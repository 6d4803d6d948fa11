use std::{
  sync::{
    atomic::{AtomicU64, Ordering},
    Arc,
  },
  time::Duration,
};

use crate::{
  error::SequenceError,
  observable::{Observable, Producer},
  observer::Observer,
  scheduler::Scheduler,
  sink::Sink,
  subscription::{SerialSubscription, Subscription},
};

pub struct TimeoutOp<Item, Err> {
  pub(crate) source: Observable<Item, Err>,
  pub(crate) due: Duration,
  pub(crate) scheduler: Arc<dyn Scheduler>,
}

impl<Item, Err> Producer for TimeoutOp<Item, Err>
where
  Item: Send + 'static,
  Err: From<SequenceError> + Send + 'static,
{
  type Item = Item;
  type Err = Err;

  fn run(&self, sink: Sink<Item, Err>) {
    let generation = Arc::new(AtomicU64::new(0));
    let timer = SerialSubscription::new();
    sink.add_upstream(Subscription::new(timer.clone()));
    let observer = TimeoutObserver {
      sink: sink.clone(),
      due: self.due,
      scheduler: self.scheduler.clone(),
      generation,
      timer,
    };
    observer.arm(0);
    self.source.attach(observer, &sink);
  }
}

struct TimeoutObserver<Item, Err> {
  sink: Sink<Item, Err>,
  due: Duration,
  scheduler: Arc<dyn Scheduler>,
  generation: Arc<AtomicU64>,
  timer: SerialSubscription,
}

impl<Item, Err> TimeoutObserver<Item, Err>
where
  Item: Send + 'static,
  Err: From<SequenceError> + Send + 'static,
{
  /// Arm the deadline for the current generation; a value arriving first
  /// bumps the generation, so a stale timer firing late is a no-op.
  fn arm(&self, generation: u64) {
    let sink = self.sink.clone();
    let seen = self.generation.clone();
    let pending = self.scheduler.schedule_after(
      self.due,
      Box::new(move || {
        if seen.load(Ordering::Acquire) == generation {
          sink.error(SequenceError::Timeout.into());
        }
      }),
    );
    self.timer.set(pending);
  }
}

impl<Item, Err> Observer<Item, Err> for TimeoutObserver<Item, Err>
where
  Item: Send + 'static,
  Err: From<SequenceError> + Send + 'static,
{
  fn next(&mut self, value: Item) {
    let generation = self.generation.fetch_add(1, Ordering::AcqRel) + 1;
    self.sink.next(value);
    if !self.sink.is_disposed() {
      self.arm(generation);
    }
  }

  fn error(&mut self, err: Err) {
    self.generation.fetch_add(1, Ordering::AcqRel);
    self.sink.error(err);
  }

  fn complete(&mut self) {
    self.generation.fetch_add(1, Ordering::AcqRel);
    self.sink.complete();
  }

  fn is_closed(&self) -> bool { self.sink.is_disposed() }
}

impl<Item, Err> Observable<Item, Err>
where
  Item: Send + 'static,
  Err: From<SequenceError> + Send + 'static,
{
  /// Fail with [`SequenceError::Timeout`] if the gap before the first value,
  /// or between consecutive values, exceeds `due`.
  pub fn timeout(&self, due: Duration, scheduler: Arc<dyn Scheduler>) -> Observable<Item, Err> {
    Observable::from_producer(TimeoutOp { source: self.clone(), due, scheduler })
  }
}
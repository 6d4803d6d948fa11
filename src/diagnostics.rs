//! Injectable diagnostic context.
//!
//! Instead of ambient thread-local counters, every sink carries an
//! `Arc<Diagnostics>` (a crate-global one by default). Tests that need
//! isolated counters inject their own instance through
//! [`Observable::subscribe_observer_with`].
//!
//! [`Observable::subscribe_observer_with`]:
//!   crate::observable::Observable::subscribe_observer_with

use std::sync::{
  atomic::{AtomicUsize, Ordering},
  Arc,
};

use once_cell::sync::Lazy;

static GLOBAL: Lazy<Arc<Diagnostics>> = Lazy::new(|| Arc::new(Diagnostics::default()));

/// Counters tracking resource lifetimes and contract anomalies.
#[derive(Debug, Default)]
pub struct Diagnostics {
  sinks_created: AtomicUsize,
  sinks_disposed: AtomicUsize,
  reentrancy_anomalies: AtomicUsize,
}

impl Diagnostics {
  /// The process-wide default context.
  pub fn global() -> Arc<Diagnostics> { GLOBAL.clone() }

  pub(crate) fn record_sink_created(&self) {
    self.sinks_created.fetch_add(1, Ordering::Relaxed);
  }

  pub(crate) fn record_sink_disposed(&self) {
    self.sinks_disposed.fetch_add(1, Ordering::Relaxed);
  }

  pub(crate) fn record_reentrancy_anomaly(&self) {
    self.reentrancy_anomalies.fetch_add(1, Ordering::Relaxed);
    log::warn!("reentrant delivery into an in-flight observer was dropped");
  }

  /// Sinks created through this context so far.
  pub fn sinks_created(&self) -> usize { self.sinks_created.load(Ordering::Relaxed) }

  /// Sinks created but not yet disposed. A non-zero value after every
  /// subscription has terminated indicates a leak.
  pub fn live_sinks(&self) -> usize {
    self
      .sinks_created
      .load(Ordering::Relaxed)
      .saturating_sub(self.sinks_disposed.load(Ordering::Relaxed))
  }

  /// Events dropped because they re-entered an observer that was already on
  /// the call stack of the same thread.
  pub fn reentrancy_anomalies(&self) -> usize {
    self.reentrancy_anomalies.load(Ordering::Relaxed)
  }
}
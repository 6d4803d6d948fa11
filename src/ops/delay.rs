use std::{sync::Arc, time::Duration};

use crate::{
  observable::{Observable, Producer},
  scheduler::Scheduler,
  sink::Sink,
};

pub struct DelayOp<Item, Err> {
  pub(crate) source: Observable<Item, Err>,
  pub(crate) delay: Duration,
  pub(crate) scheduler: Arc<dyn Scheduler>,
}

impl<Item, Err> Producer for DelayOp<Item, Err>
where
  Item: Send + 'static,
  Err: Send + 'static,
{
  type Item = Item;
  type Err = Err;

  fn run(&self, sink: Sink<Item, Err>) {
    let source = self.source.clone();
    let subscriber = sink.clone();
    let pending = self.scheduler.schedule_after(
      self.delay,
      Box::new(move || {
        source.attach(subscriber.clone(), &subscriber);
      }),
    );
    sink.add_upstream(pending);
  }
}

impl<Item, Err> Observable<Item, Err>
where
  Item: Send + 'static,
  Err: Send + 'static,
{
  /// Shift the whole stream later by delaying the subscription itself; the
  /// relative timing of events is preserved.
  pub fn delay(&self, delay: Duration, scheduler: Arc<dyn Scheduler>) -> Observable<Item, Err> {
    Observable::from_producer(DelayOp { source: self.clone(), delay, scheduler })
  }
}
use super::Score;
use crate::game::Move;
use crate::game::Outcome;

/// A stateful strategy that guesses a move to throw next round and keeps
/// a decaying tally of how well its guesses would have done.
///
/// Score bookkeeping is uniform: [`Predictor::record`] updates the score
/// from `Outcome::of(own, opponent)` and only then hands the round to
/// [`Predictor::observe`] for variant-specific learning. Implementors
/// override `observe`, never `record`.
pub trait Predictor: Send {
    /// Stable label for diagnostics.
    fn name(&self) -> &'static str;
    fn score(&self) -> &Score;
    fn score_mut(&mut self) -> &mut Score;

    /// The move to throw this round.
    /// Must always succeed, including before any observation.
    fn get_move(&mut self) -> Move;

    /// Update strategy state from a completed round.
    fn observe(&mut self, own: Move, opponent: Move);

    /// Score the round, then learn from it.
    fn record(&mut self, own: Move, opponent: Move) {
        self.score_mut().update(Outcome::of(own, opponent));
        self.observe(own, opponent);
    }
}

impl<P> Predictor for Box<P>
where
    P: Predictor + ?Sized,
{
    fn name(&self) -> &'static str {
        (**self).name()
    }
    fn score(&self) -> &Score {
        (**self).score()
    }
    fn score_mut(&mut self) -> &mut Score {
        (**self).score_mut()
    }
    fn get_move(&mut self) -> Move {
        (**self).get_move()
    }
    fn observe(&mut self, own: Move, opponent: Move) {
        (**self).observe(own, opponent)
    }
    fn record(&mut self, own: Move, opponent: Move) {
        (**self).record(own, opponent)
    }
}
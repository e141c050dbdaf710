use super::*;
use crate::game::Move;
use rand::rngs::SmallRng;

/// Beats the opponent's most frequent recent move.
#[derive(Debug)]
pub struct BeatMostFrequent {
    score: Score,
    moves: Frequency,
    rng: SmallRng,
}

impl From<SmallRng> for BeatMostFrequent {
    fn from(rng: SmallRng) -> Self {
        Self {
            score: Score::default(),
            moves: Frequency::default(),
            rng,
        }
    }
}

impl Default for BeatMostFrequent {
    fn default() -> Self {
        Self::from(entropy())
    }
}

impl Predictor for BeatMostFrequent {
    fn name(&self) -> &'static str {
        "Beat Most Frequent Move"
    }
    fn score(&self) -> &Score {
        &self.score
    }
    fn score_mut(&mut self) -> &mut Score {
        &mut self.score
    }
    fn get_move(&mut self) -> Move {
        match self.moves.is_empty() {
            true => Move::roll(&mut self.rng),
            false => self.moves.mode().beater(),
        }
    }
    fn observe(&mut self, _: Move, opponent: Move) {
        self.moves.observe(opponent);
    }
}
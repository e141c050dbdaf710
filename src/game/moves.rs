use crate::Arbitrary;
use crate::N_MOVES;
use rand::Rng;

/// One of the three throwable shapes.
///
/// The discriminants form a cycle where `v + 1 (mod 3)` beats `v`:
/// Paper covers Rock, Scissors cut Paper, Rock blunts Scissors.
/// Every arithmetic helper stays inside that cycle, so no value
/// outside {0, 1, 2} is ever constructed.
#[derive(Debug, Clone, Copy, Hash, PartialEq, Eq, PartialOrd, Ord, serde::Serialize)]
pub enum Move {
    Rock = 0,
    Paper = 1,
    Scissors = 2,
}

impl Move {
    /// All three moves in index order.
    pub const fn all() -> [Move; N_MOVES] {
        [Move::Rock, Move::Paper, Move::Scissors]
    }
    /// The move that beats this one.
    pub fn beater(self) -> Move {
        self.shift(1)
    }
    /// The move this one beats.
    pub fn loser(self) -> Move {
        self.shift(2)
    }
    /// Rotate forward `k` steps around the cycle.
    pub fn shift(self, k: u8) -> Move {
        Move::from(u8::from(self) + k % N_MOVES as u8)
    }
    /// Rotation that takes `prior` to `self`.
    pub fn delta(self, prior: Move) -> u8 {
        (u8::from(self) + N_MOVES as u8 - u8::from(prior)) % N_MOVES as u8
    }
    /// Uniform draw from a caller-owned generator.
    pub fn roll<R: Rng>(rng: &mut R) -> Move {
        Move::from(rng.random_range(0..N_MOVES as u8))
    }
    pub fn initial(&self) -> char {
        match self {
            Move::Rock => 'R',
            Move::Paper => 'P',
            Move::Scissors => 'S',
        }
    }
}

impl Arbitrary for Move {
    fn random() -> Self {
        Move::roll(&mut rand::rng())
    }
}

/// u8 isomorphism, reduced mod 3
impl From<u8> for Move {
    fn from(n: u8) -> Move {
        match n % N_MOVES as u8 {
            0 => Move::Rock,
            1 => Move::Paper,
            _ => Move::Scissors,
        }
    }
}
impl From<Move> for u8 {
    fn from(m: Move) -> u8 {
        m as u8
    }
}
impl From<Move> for usize {
    fn from(m: Move) -> usize {
        m as usize
    }
}

/// str isomorphism
impl TryFrom<&str> for Move {
    type Error = String;
    fn try_from(s: &str) -> Result<Self, Self::Error> {
        match s.trim().to_lowercase().as_str() {
            "r" | "rock" => Ok(Move::Rock),
            "p" | "paper" => Ok(Move::Paper),
            "s" | "scissors" => Ok(Move::Scissors),
            _ => Err(format!("invalid move str: {}", s)),
        }
    }
}

impl std::fmt::Display for Move {
    fn fmt(&self, f: &mut std::fmt::Formatter) -> std::fmt::Result {
        f.pad(match self {
            Move::Rock => "Rock",
            Move::Paper => "Paper",
            Move::Scissors => "Scissors",
        })
    }
}

#[cfg(test)]
mod tests {
    use super::*;
    use rand::SeedableRng;
    use rand::rngs::SmallRng;

    #[test]
    fn bijective_u8() {
        assert!(Move::all().into_iter().all(|m| m == Move::from(u8::from(m))));
    }

    #[test]
    fn reduces_mod_three() {
        assert!(Move::from(3) == Move::Rock);
        assert!(Move::from(4) == Move::Paper);
        assert!(Move::from(254) == Move::Scissors);
    }

    #[test]
    fn cyclic_dominance() {
        assert!(Move::Rock.beater() == Move::Paper);
        assert!(Move::Paper.beater() == Move::Scissors);
        assert!(Move::Scissors.beater() == Move::Rock);
        assert!(Move::Rock.loser() == Move::Scissors);
        assert!(Move::all().into_iter().all(|m| m.beater().loser() == m));
    }

    #[test]
    fn exactly_one_of_each_relation() {
        for a in Move::all() {
            let beats = Move::all().into_iter().filter(|b| b.beater() == a).count();
            let loses = Move::all().into_iter().filter(|b| a.beater() == *b).count();
            let ties = Move::all().into_iter().filter(|b| *b == a).count();
            assert!((beats, loses, ties) == (1, 1, 1));
        }
    }

    #[test]
    fn delta_inverts_shift() {
        for a in Move::all() {
            for k in 0..3 {
                assert!(a.shift(k).delta(a) == k);
            }
        }
        assert!(Move::Rock.delta(Move::Scissors) == 1);
        assert!(Move::Scissors.delta(Move::Rock) == 2);
    }

    #[test]
    fn parses_letters_and_names() {
        assert!(Move::try_from("r") == Ok(Move::Rock));
        assert!(Move::try_from(" P ") == Ok(Move::Paper));
        assert!(Move::try_from("Scissors") == Ok(Move::Scissors));
        assert!(Move::try_from("x").is_err());
        assert!(Move::try_from("").is_err());
    }

    #[test]
    fn rolls_cover_every_move() {
        let ref mut rng = SmallRng::seed_from_u64(7);
        let mut seen = [false; N_MOVES];
        (0..256).for_each(|_| seen[usize::from(Move::roll(rng))] = true);
        assert!(seen.iter().all(|&s| s));
    }
}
※ ※ ※
**Aim of the exercise**
All lines from the first line of the listing above through the line containing "let timer = SerialSubscription::new();" are to be retyped exactly. Leave out any other line.

**Answer for this exercise**
repository 6d4803d6d948fa11
use std::{
  sync::{
    atomic::{AtomicU64, Ordering},
    Arc,
  },
  time::Duration,
};

use crate::{
  error::SequenceError,
  observable::{Observable, Producer},
  observer::Observer,
  scheduler::Scheduler,
  sink::Sink,
  subscription::{SerialSubscription, Subscription},
};

pub struct TimeoutOp<Item, Err> {
  pub(crate) source: Observable<Item, Err>,
  pub(crate) due: Duration,
  pub(crate) scheduler: Arc<dyn Scheduler>,
}

impl<Item, Err> Producer for TimeoutOp<Item, Err>
where
  Item: Send + 'static,
  Err: From<SequenceError> + Send + 'static,
{
  type Item = Item;
  type Err = Err;

  fn run(&self, sink: Sink<Item, Err>) {
    let generation = Arc::new(AtomicU64::new(0));
    let timer = SerialSubscription::new();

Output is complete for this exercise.